• _Data supplied_
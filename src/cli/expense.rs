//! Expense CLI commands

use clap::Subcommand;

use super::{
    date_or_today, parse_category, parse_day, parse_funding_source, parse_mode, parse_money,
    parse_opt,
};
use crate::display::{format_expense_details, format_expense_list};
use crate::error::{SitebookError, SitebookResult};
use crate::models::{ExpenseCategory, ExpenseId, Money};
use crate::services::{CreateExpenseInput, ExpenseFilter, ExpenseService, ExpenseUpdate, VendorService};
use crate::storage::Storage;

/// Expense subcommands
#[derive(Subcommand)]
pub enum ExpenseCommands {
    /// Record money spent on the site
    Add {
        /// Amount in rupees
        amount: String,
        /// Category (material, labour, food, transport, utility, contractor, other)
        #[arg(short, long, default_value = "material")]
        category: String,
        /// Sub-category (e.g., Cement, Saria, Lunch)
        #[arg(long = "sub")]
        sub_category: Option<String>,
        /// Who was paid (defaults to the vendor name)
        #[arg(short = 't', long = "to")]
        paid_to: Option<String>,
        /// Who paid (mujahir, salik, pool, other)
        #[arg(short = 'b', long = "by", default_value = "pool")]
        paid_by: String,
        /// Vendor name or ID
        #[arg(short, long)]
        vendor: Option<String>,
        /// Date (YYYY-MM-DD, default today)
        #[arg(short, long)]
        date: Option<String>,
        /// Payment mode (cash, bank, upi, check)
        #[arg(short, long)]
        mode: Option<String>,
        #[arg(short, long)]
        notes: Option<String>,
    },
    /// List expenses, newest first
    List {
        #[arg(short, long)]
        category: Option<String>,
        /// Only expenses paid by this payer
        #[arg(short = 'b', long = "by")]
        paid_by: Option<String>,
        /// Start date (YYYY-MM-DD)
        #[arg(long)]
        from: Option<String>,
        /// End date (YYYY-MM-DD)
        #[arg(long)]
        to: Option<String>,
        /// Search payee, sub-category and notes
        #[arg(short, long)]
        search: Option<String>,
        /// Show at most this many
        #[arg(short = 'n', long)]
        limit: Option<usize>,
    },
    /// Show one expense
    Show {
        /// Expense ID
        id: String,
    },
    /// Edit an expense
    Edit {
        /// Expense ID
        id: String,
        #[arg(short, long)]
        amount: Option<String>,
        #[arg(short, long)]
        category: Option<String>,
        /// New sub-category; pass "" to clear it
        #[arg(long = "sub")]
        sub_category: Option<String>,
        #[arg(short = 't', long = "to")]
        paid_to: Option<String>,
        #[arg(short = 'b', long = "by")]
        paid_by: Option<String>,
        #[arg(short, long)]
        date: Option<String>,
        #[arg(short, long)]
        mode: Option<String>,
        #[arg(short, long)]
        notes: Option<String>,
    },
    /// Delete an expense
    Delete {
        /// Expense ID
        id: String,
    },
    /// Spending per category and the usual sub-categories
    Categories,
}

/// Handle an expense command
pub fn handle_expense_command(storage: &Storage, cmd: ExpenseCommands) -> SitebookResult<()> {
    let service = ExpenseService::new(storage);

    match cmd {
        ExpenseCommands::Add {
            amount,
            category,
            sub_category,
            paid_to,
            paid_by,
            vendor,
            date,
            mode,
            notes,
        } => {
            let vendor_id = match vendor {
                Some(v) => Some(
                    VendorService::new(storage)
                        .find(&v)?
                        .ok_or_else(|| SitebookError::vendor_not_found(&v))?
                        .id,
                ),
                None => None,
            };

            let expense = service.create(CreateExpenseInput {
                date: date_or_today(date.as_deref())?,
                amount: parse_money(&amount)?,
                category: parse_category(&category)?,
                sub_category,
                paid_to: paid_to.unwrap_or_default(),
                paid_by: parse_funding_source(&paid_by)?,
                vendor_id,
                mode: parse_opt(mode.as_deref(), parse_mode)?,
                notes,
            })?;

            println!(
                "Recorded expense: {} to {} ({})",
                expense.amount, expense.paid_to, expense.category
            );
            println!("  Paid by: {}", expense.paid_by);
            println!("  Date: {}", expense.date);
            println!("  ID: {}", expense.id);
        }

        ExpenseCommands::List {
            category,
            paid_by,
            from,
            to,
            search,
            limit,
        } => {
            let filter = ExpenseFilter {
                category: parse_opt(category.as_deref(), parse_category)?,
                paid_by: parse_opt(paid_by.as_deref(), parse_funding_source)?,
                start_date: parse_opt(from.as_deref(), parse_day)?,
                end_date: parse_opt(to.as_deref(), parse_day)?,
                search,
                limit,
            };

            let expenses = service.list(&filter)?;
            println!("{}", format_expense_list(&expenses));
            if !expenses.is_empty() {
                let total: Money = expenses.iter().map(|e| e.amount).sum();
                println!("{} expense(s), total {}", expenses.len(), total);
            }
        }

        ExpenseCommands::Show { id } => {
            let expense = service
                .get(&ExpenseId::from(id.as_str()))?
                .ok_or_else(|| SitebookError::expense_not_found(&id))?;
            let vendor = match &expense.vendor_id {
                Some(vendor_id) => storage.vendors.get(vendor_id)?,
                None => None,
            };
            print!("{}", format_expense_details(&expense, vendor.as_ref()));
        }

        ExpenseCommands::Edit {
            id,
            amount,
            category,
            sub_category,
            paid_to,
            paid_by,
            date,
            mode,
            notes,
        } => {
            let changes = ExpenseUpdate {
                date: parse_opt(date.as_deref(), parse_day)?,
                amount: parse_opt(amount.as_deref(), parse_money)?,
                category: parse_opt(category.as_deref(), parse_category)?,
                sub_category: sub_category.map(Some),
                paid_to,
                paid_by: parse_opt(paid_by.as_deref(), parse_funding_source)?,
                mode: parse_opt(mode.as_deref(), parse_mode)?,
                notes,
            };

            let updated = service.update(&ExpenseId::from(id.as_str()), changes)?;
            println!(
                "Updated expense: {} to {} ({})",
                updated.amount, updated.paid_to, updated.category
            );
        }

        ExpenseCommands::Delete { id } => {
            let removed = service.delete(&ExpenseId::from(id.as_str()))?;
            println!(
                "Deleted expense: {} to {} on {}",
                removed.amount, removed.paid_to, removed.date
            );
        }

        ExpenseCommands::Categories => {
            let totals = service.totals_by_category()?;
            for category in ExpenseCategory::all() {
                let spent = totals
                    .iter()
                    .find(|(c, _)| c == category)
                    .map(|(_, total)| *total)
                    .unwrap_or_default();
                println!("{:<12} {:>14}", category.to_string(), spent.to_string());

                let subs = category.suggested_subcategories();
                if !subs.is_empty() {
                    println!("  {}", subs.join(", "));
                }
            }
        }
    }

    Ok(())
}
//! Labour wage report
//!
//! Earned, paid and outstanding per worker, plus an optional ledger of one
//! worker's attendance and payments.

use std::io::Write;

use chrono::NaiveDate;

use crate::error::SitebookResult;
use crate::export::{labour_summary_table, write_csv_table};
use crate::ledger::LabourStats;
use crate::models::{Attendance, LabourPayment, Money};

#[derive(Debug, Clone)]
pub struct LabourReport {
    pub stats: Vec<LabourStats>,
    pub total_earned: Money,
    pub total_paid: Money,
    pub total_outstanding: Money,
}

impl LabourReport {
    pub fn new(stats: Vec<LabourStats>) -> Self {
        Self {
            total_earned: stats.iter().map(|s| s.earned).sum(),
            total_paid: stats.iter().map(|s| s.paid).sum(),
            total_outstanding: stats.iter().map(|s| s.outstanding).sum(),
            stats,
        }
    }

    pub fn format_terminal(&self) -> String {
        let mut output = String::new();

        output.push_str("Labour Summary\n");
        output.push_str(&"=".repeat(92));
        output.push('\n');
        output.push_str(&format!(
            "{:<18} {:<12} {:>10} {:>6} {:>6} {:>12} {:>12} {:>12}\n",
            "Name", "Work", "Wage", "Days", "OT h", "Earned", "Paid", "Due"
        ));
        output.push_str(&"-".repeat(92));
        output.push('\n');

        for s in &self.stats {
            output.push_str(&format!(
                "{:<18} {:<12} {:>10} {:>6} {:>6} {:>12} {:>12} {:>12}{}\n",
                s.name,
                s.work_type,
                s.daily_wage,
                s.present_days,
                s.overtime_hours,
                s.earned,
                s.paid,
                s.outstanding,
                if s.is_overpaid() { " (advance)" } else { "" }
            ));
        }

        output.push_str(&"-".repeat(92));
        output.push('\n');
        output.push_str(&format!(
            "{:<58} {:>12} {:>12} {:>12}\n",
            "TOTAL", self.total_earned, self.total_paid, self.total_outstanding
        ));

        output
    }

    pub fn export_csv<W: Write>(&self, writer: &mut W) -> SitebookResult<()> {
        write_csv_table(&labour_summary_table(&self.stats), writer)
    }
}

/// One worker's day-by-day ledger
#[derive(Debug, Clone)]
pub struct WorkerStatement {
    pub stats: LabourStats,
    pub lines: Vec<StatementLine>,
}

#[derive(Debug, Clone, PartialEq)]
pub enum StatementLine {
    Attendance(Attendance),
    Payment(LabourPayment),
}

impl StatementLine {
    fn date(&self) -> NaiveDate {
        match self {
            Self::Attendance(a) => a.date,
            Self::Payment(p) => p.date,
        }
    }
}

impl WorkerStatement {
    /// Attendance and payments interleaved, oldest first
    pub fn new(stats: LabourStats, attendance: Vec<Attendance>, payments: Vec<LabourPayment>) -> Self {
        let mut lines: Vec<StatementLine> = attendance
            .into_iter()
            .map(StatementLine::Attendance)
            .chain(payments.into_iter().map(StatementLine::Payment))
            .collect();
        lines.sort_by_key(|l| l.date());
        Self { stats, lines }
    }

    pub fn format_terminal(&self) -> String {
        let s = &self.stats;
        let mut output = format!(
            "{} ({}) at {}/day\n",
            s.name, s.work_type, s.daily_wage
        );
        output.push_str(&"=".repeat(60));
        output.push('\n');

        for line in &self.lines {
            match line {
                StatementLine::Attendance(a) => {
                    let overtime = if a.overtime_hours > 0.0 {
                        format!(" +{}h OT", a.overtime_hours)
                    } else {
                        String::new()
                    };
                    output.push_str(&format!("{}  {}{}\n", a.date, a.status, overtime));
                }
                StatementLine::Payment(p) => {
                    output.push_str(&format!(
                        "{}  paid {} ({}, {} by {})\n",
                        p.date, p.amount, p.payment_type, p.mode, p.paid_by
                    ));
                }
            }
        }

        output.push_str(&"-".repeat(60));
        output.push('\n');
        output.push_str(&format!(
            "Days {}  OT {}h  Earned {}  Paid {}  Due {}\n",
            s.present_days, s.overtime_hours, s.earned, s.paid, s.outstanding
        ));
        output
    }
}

• _Requirement_
In the listing, find every line with the word "Show" and state how many there are, nothing more.

• _Reply_
4